_What is needed_
Write out the following records exactly, each one in full.
Top of Data
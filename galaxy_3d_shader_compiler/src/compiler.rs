/// StageCompiler: one GLSL stage to a validated SPIR-V unit
///
/// Each stage is compiled on its own by glslang (through shaderc) against
/// the pipeline's fixed target environment. The result is a `CompiledUnit`
/// that the linker and the emitter share through `Arc`.

use std::borrow::Cow;
use crate::backend::{BackendGuard, ShaderBackend};
use crate::config::{CompilerConfig, ValidationRules};
use crate::error::{Error, Result};
use crate::interface::{self, StageInterface};
use crate::log::LogSeverity;
use crate::source::ShaderSource;
use crate::stage::ShaderStage;

const LOG_SOURCE: &str = "galaxy3d::shader::Compiler";

const EXPLICIT_LAYOUT_EXTENSIONS: &str = "\
#extension GL_ARB_separate_shader_objects : enable
#extension GL_ARB_shading_language_420pack : enable
";

// ===== COMPILED UNIT =====

/// Compiled SPIR-V of exactly one stage, with its interface tables
#[derive(Debug)]
pub struct CompiledUnit {
    stage: ShaderStage,
    source_name: String,
    entry_point: String,
    words: Vec<u32>,
    interface: StageInterface,
}

impl CompiledUnit {
    /// Stage this unit was compiled for
    pub fn stage(&self) -> ShaderStage {
        self.stage
    }

    /// Name of the source it was compiled from
    pub fn source_name(&self) -> &str {
        &self.source_name
    }

    /// Entry point name
    pub fn entry_point(&self) -> &str {
        &self.entry_point
    }

    /// Inputs, outputs and bound resources of the entry point
    pub fn interface(&self) -> &StageInterface {
        &self.interface
    }

    pub(crate) fn words(&self) -> &[u32] {
        &self.words
    }
}

// ===== STAGE COMPILER =====

/// Compiles single stages for one fixed target environment
pub struct StageCompiler {
    _backend: BackendGuard,
    config: CompilerConfig,
}

impl StageCompiler {
    /// Create a compiler bound to an initialized backend
    ///
    /// # Errors
    ///
    /// Returns `Error::InvalidConfig` if the configuration is rejected.
    pub fn new(backend: &BackendGuard, config: CompilerConfig) -> Result<Self> {
        config.validate()
            .map_err(|e| ShaderBackend::log_and_return_error(LOG_SOURCE, e))?;
        Ok(Self {
            _backend: backend.clone(),
            config,
        })
    }

    /// Target environment
    pub fn config(&self) -> &CompilerConfig {
        &self.config
    }

    /// Compile `source` as `stage`
    ///
    /// # Errors
    ///
    /// - `Error::UnsupportedStage` for stages with no glslang shader kind
    /// - `Error::CompileFailed` for preprocessor, parse, semantic, client-rule
    ///   or limit failures
    pub fn compile(&self, source: &ShaderSource, stage: ShaderStage) -> Result<CompiledUnit> {
        let Some(kind) = stage.to_shader_kind() else {
            return Err(ShaderBackend::log_and_return_error(LOG_SOURCE, Error::UnsupportedStage(stage)));
        };

        let fail = |log: String| {
            crate::shader_error!(LOG_SOURCE,
                "compile [{}] failure, this shader has been ignored", source.name());
            crate::shader_debug!(LOG_SOURCE, "{}", log);
            Error::CompileFailed { stage, log }
        };

        let compiler = shaderc::Compiler::new()
            .ok_or_else(|| fail("failed to initialize the glslang compiler".to_string()))?;
        let options = self.compile_options()
            .ok_or_else(|| fail("failed to create glslang compile options".to_string()))?;

        let text = self.versioned_text(source);
        let entry_point = self.config.entry_point.as_str();

        let artifact = compiler
            .compile_into_spirv(&text, kind, source.name(), entry_point, Some(&options))
            .map_err(|e| fail(e.to_string()))?;

        if artifact.get_num_warnings() > 0 {
            crate::shader_warn!(LOG_SOURCE, "compile [{}] warnings:\n{}",
                source.name(), artifact.get_warning_messages().trim_end());
        }

        if self.config.rules.contains(ValidationRules::AST_DUMP) && ShaderBackend::wants(LogSeverity::Trace) {
            if let Ok(assembly) = compiler.compile_into_spirv_assembly(
                &text, kind, source.name(), entry_point, Some(&options)) {
                crate::shader_trace!(LOG_SOURCE, "[{}] SPIR-V:\n{}", source.name(), assembly.as_text());
            }
        }

        let words = artifact.as_binary().to_vec();
        let interface = interface::extract(&words, entry_point).map_err(fail)?;
        self.check_limits(stage, &interface).map_err(fail)?;

        crate::shader_debug!(LOG_SOURCE,
            "compile [{}] as {} stage: {} inputs, {} outputs, {} resources",
            source.name(), stage,
            interface.inputs.len(), interface.outputs.len(), interface.resources.len());

        Ok(CompiledUnit {
            stage,
            source_name: source.name().to_string(),
            entry_point: entry_point.to_string(),
            words,
            interface,
        })
    }

    /// glslang options for the configured target environment
    fn compile_options(&self) -> Option<shaderc::CompileOptions<'static>> {
        let config = &self.config;
        let mut options = shaderc::CompileOptions::new()?;

        options.set_source_language(shaderc::SourceLanguage::GLSL);
        options.set_target_env(shaderc::TargetEnv::Vulkan, config.client.to_env_version() as u32);
        options.set_target_spirv(config.target.to_shaderc());

        for (name, value) in &config.defines {
            options.add_macro_definition(name, Some(value.as_str()));
        }

        if !config.rules.contains(ValidationRules::CLIENT_RULES) {
            options.set_auto_bind_uniforms(true);
            options.set_auto_map_locations(true);
        }

        if config.debug_info {
            options.set_generate_debug_info();
        }

        let limits = &config.limits;
        for (limit, value) in [
            (shaderc::Limit::MaxVertexAttribs, limits.max_vertex_attribs),
            (shaderc::Limit::MaxDrawBuffers, limits.max_draw_buffers),
            (shaderc::Limit::MaxTextureImageUnits, limits.max_texture_image_units),
            (shaderc::Limit::MaxCombinedTextureImageUnits, limits.max_combined_texture_image_units),
        ] {
            options.set_limit(limit, i32::try_from(value).unwrap_or(i32::MAX));
        }

        Some(options)
    }

    /// Source text with the default `#version` prepended when missing
    ///
    /// Below 420 the preamble also enables the extensions that explicit
    /// `location` and `binding` qualifiers need. `#line 1` keeps diagnostic
    /// line numbers aligned with the caller's text.
    fn versioned_text<'a>(&self, source: &'a ShaderSource) -> Cow<'a, str> {
        if source.has_version_directive() {
            return Cow::Borrowed(source.text());
        }

        let version = self.config.glsl_version.number();
        let extensions = if version < 420 { EXPLICIT_LAYOUT_EXTENSIONS } else { "" };
        Cow::Owned(format!("#version {}\n{}#line 1\n{}", version, extensions, source.text()))
    }

    fn check_limits(&self, stage: ShaderStage, interface: &StageInterface) -> std::result::Result<(), String> {
        let limits = &self.config.limits;

        let exceeds = |var: &interface::InterfaceVariable, max: u32| {
            var.location
                .checked_add(var.location_count())
                .map_or(true, |end| end > max)
        };

        if stage == ShaderStage::Vertex {
            if let Some(input) = interface.inputs.iter().find(|v| exceeds(v, limits.max_vertex_attribs)) {
                return Err(format!(
                    "vertex input '{}' at location {} ({} location(s)) exceeds max_vertex_attribs ({})",
                    input.name, input.location, input.location_count(), limits.max_vertex_attribs));
            }
        }

        if stage == ShaderStage::Fragment {
            if let Some(output) = interface.outputs.iter().find(|v| exceeds(v, limits.max_draw_buffers)) {
                return Err(format!(
                    "fragment output '{}' at location {} ({} location(s)) exceeds max_draw_buffers ({})",
                    output.name, output.location, output.location_count(), limits.max_draw_buffers));
            }
        }

        let opaque = interface.opaque_count();
        if opaque > limits.max_texture_image_units {
            return Err(format!(
                "{} opaque resources exceed max_texture_image_units ({})",
                opaque, limits.max_texture_image_units));
        }

        Ok(())
    }
}

#[cfg(test)]
#[path = "compiler_tests.rs"]
mod tests;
Bottom of Data
_Output of the task_
filename galaxy_3d_shader_compiler/src/compiler.rs
/// StageCompiler: one GLSL stage to a validated SPIR-V unit
///
/// Each stage is compiled on its own by glslang (through shaderc) against
/// the pipeline's fixed target environment. The result is a `CompiledUnit`
/// that the linker and the emitter share through `Arc`.

use std::borrow::Cow;
use crate::backend::{BackendGuard, ShaderBackend};
use crate::config::{CompilerConfig, ValidationRules};
use crate::error::{Error, Result};
use crate::interface::{self, StageInterface};
use crate::log::LogSeverity;
use crate::source::ShaderSource;
use crate::stage::ShaderStage;

const LOG_SOURCE: &str = "galaxy3d::shader::Compiler";

const EXPLICIT_LAYOUT_EXTENSIONS: &str = "\
#extension GL_ARB_separate_shader_objects : enable
#extension GL_ARB_shading_language_420pack : enable
";

// ===== COMPILED UNIT =====

/// Compiled SPIR-V of exactly one stage, with its interface tables
#[derive(Debug)]
pub struct CompiledUnit {
    stage: ShaderStage,
    source_name: String,
    entry_point: String,
    words: Vec<u32>,
    interface: StageInterface,
}

impl CompiledUnit {
    /// Stage this unit was compiled for
    pub fn stage(&self) -> ShaderStage {
        self.stage
    }

    /// Name of the source it was compiled from
    pub fn source_name(&self) -> &str {
        &self.source_name
    }

    /// Entry point name
    pub fn entry_point(&self) -> &str {
        &self.entry_point
    }

    /// Inputs, outputs and bound resources of the entry point
    pub fn interface(&self) -> &StageInterface {
        &self.interface
    }

    pub(crate) fn words(&self) -> &[u32] {
        &self.words
    }
}

// ===== STAGE COMPILER =====

/// Compiles single stages for one fixed target environment
pub struct StageCompiler {
    _backend: BackendGuard,
    config: CompilerConfig,
}

impl StageCompiler {
    /// Create a compiler bound to an initialized backend
    ///
    /// # Errors
    ///
    /// Returns `Error::InvalidConfig` if the configuration is rejected.
    pub fn new(backend: &BackendGuard, config: CompilerConfig) -> Result<Self> {
        config.validate()
            .map_err(|e| ShaderBackend::log_and_return_error(LOG_SOURCE, e))?;
        Ok(Self {
            _backend: backend.clone(),
            config,
        })
    }

    /// Target environment
    pub fn config(&self) -> &CompilerConfig {
        &self.config
    }

    /// Compile `source` as `stage`
    ///
    /// # Errors
    ///
    /// - `Error::UnsupportedStage` for stages with no glslang shader kind
    /// - `Error::CompileFailed` for preprocessor, parse, semantic, client-rule
    ///   or limit failures
    pub fn compile(&self, source: &ShaderSource, stage: ShaderStage) -> Result<CompiledUnit> {
        let Some(kind) = stage.to_shader_kind() else {
            return Err(ShaderBackend::log_and_return_error(LOG_SOURCE, Error::UnsupportedStage(stage)));
        };

        let fail = |log: String| {
            crate::shader_error!(LOG_SOURCE,
                "compile [{}] failure, this shader has been ignored", source.name());
            crate::shader_debug!(LOG_SOURCE, "{}", log);
            Error::CompileFailed { stage, log }
        };

        let compiler = shaderc::Compiler::new()
            .ok_or_else(|| fail("failed to initialize the glslang compiler".to_string()))?;
        let options = self.compile_options()
            .ok_or_else(|| fail("failed to create glslang compile options".to_string()))?;

        let text = self.versioned_text(source);
        let entry_point = self.config.entry_point.as_str();

        let artifact = compiler
            .compile_into_spirv(&text, kind, source.name(), entry_point, Some(&options))
            .map_err(|e| fail(e.to_string()))?;

        if artifact.get_num_warnings() > 0 {
            crate::shader_warn!(LOG_SOURCE, "compile [{}] warnings:\n{}",
                source.name(), artifact.get_warning_messages().trim_end());
        }

        if self.config.rules.contains(ValidationRules::AST_DUMP) && ShaderBackend::wants(LogSeverity::Trace) {
            if let Ok(assembly) = compiler.compile_into_spirv_assembly(
                &text, kind, source.name(), entry_point, Some(&options)) {
                crate::shader_trace!(LOG_SOURCE, "[{}] SPIR-V:\n{}", source.name(), assembly.as_text());
            }
        }

        let words = artifact.as_binary().to_vec();
        let interface = interface::extract(&words, entry_point).map_err(fail)?;
        self.check_limits(stage, &interface).map_err(fail)?;

        crate::shader_debug!(LOG_SOURCE,
            "compile [{}] as {} stage: {} inputs, {} outputs, {} resources",
            source.name(), stage,
            interface.inputs.len(), interface.outputs.len(), interface.resources.len());

        Ok(CompiledUnit {
            stage,
            source_name: source.name().to_string(),
            entry_point: entry_point.to_string(),
            words,
            interface,
        })
    }

    /// glslang options for the configured target environment
    fn compile_options(&self) -> Option<shaderc::CompileOptions<'static>> {
        let config = &self.config;
        let mut options = shaderc::CompileOptions::new()?;

        options.set_source_language(shaderc::SourceLanguage::GLSL);
        options.set_target_env(shaderc::TargetEnv::Vulkan, config.client.to_env_version() as u32);
        options.set_target_spirv(config.target.to_shaderc());

        for (name, value) in &config.defines {
            options.add_macro_definition(name, Some(value.as_str()));
        }

        if !config.rules.contains(ValidationRules::CLIENT_RULES) {
            options.set_auto_bind_uniforms(true);
            options.set_auto_map_locations(true);
        }

        if config.debug_info {
            options.set_generate_debug_info();
        }

        let limits = &config.limits;
        for (limit, value) in [
            (shaderc::Limit::MaxVertexAttribs, limits.max_vertex_attribs),
            (shaderc::Limit::MaxDrawBuffers, limits.max_draw_buffers),
            (shaderc::Limit::MaxTextureImageUnits, limits.max_texture_image_units),
            (shaderc::Limit::MaxCombinedTextureImageUnits, limits.max_combined_texture_image_units),
        ] {
            options.set_limit(limit, i32::try_from(value).unwrap_or(i32::MAX));
        }

        Some(options)
    }

    /// Source text with the default `#version` prepended when missing
    ///
    /// Below 420 the preamble also enables the extensions that explicit
    /// `location` and `binding` qualifiers need. `#line 1` keeps diagnostic
    /// line numbers aligned with the caller's text.
    fn versioned_text<'a>(&self, source: &'a ShaderSource) -> Cow<'a, str> {
        if source.has_version_directive() {
            return Cow::Borrowed(source.text());
        }

        let version = self.config.glsl_version.number();
        let extensions = if version < 420 { EXPLICIT_LAYOUT_EXTENSIONS } else { "" };
        Cow::Owned(format!("#version {}\n{}#line 1\n{}", version, extensions, source.text()))
    }

    fn check_limits(&self, stage: ShaderStage, interface: &StageInterface) -> std::result::Result<(), String> {
        let limits = &self.config.limits;

        let exceeds = |var: &interface::InterfaceVariable, max: u32| {
            var.location
                .checked_add(var.location_count())
                .map_or(true, |end| end > max)
        };

        if stage == ShaderStage::Vertex {
            if let Some(input) = interface.inputs.iter().find(|v| exceeds(v, limits.max_vertex_attribs)) {
                return Err(format!(
                    "vertex input '{}' at location {} ({} location(s)) exceeds max_vertex_attribs ({})",
                    input.name, input.location, input.location_count(), limits.max_vertex_attribs));
            }
        }

        if stage == ShaderStage::Fragment {
            if let Some(output) = interface.outputs.iter().find(|v| exceeds(v, limits.max_draw_buffers)) {
                return Err(format!(
                    "fragment output '{}' at location {} ({} location(s)) exceeds max_draw_buffers ({})",
                    output.name, output.location, output.location_count(), limits.max_draw_buffers));
            }
        }

        let opaque = interface.opaque_count();
        if opaque > limits.max_texture_image_units {
            return Err(format!(
                "{} opaque resources exceed max_texture_image_units ({})",
                opaque, limits.max_texture_image_units));
        }

        Ok(())
    }
}

#[cfg(test)]
#[path = "compiler_tests.rs"]
mod tests;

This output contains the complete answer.